MATERIAL TO PROCESS.
-- Opening Marker --

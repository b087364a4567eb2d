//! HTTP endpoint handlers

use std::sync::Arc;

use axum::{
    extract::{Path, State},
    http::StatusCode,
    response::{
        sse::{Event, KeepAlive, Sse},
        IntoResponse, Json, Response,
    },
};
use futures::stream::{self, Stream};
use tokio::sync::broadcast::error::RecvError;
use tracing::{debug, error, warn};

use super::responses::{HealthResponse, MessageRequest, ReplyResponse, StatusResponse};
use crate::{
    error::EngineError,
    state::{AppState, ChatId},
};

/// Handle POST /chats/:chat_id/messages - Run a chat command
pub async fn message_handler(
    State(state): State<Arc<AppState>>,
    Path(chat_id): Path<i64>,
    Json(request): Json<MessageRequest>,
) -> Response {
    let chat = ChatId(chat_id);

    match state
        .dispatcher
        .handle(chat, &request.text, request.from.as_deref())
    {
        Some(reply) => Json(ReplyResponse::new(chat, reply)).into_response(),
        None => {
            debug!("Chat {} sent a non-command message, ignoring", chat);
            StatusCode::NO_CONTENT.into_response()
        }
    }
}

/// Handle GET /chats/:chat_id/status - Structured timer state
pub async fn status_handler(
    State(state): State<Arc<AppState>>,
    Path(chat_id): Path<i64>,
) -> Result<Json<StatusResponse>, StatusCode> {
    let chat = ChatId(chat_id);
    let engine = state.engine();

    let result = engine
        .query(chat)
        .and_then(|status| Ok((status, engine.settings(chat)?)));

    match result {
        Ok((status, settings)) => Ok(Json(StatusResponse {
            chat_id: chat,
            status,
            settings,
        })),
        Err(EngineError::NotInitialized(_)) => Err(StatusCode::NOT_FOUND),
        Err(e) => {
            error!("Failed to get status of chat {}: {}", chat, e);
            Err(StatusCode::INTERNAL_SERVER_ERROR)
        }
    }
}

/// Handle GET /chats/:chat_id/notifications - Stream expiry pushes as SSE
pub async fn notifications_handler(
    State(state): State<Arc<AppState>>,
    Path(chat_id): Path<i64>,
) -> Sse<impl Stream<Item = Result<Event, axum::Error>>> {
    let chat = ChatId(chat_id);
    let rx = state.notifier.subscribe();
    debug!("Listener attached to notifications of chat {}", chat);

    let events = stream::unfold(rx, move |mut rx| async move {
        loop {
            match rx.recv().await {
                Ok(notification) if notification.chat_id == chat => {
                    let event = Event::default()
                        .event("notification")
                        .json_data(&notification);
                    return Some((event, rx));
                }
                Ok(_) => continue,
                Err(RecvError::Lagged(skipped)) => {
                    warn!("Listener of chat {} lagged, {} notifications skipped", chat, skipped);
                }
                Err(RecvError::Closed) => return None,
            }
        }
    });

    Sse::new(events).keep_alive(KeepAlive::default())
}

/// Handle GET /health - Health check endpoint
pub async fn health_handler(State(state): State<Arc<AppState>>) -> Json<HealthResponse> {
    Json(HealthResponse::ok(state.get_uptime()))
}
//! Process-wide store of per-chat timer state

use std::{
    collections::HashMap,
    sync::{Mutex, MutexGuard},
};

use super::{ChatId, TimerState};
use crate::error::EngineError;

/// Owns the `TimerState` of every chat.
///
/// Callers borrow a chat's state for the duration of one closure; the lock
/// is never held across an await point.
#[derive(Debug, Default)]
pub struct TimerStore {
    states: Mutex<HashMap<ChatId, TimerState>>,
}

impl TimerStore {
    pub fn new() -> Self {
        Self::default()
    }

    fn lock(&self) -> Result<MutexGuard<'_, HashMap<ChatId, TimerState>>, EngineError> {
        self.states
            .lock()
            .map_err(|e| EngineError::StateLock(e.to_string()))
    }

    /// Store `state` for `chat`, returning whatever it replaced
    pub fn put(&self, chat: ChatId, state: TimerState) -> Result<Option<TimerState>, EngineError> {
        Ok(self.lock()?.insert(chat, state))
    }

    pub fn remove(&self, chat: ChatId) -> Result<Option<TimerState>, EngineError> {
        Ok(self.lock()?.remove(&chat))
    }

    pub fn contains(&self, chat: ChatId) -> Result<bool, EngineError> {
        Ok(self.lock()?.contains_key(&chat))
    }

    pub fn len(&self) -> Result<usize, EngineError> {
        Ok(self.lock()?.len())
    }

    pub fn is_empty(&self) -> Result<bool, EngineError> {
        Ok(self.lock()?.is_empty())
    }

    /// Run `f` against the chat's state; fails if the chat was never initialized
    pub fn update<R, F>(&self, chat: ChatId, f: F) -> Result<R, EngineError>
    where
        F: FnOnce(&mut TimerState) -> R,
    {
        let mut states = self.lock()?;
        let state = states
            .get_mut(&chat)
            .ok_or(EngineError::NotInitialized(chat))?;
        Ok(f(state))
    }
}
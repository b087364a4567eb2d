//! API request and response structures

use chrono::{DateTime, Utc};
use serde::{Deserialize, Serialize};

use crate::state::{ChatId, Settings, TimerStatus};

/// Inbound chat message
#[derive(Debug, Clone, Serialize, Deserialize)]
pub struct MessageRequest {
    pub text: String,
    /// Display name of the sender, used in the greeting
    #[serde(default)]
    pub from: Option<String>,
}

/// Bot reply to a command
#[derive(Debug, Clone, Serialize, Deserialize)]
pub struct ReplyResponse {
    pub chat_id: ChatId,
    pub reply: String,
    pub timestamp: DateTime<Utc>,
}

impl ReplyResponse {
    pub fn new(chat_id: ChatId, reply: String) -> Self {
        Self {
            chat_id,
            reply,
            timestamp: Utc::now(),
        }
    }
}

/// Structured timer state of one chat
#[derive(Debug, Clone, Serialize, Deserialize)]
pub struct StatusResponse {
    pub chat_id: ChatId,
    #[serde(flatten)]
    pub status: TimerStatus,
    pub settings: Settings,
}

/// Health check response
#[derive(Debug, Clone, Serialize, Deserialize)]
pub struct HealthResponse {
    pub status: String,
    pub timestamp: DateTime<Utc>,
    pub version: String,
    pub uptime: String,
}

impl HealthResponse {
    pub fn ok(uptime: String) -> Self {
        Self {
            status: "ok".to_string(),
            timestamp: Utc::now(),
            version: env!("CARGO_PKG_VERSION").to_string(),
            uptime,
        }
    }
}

-- Closing Marker --

REQUIRED WORK. Every line of the records in which the string "remove" is found should be counted, and only the count returned.

EXERCISE OUTPUT. 2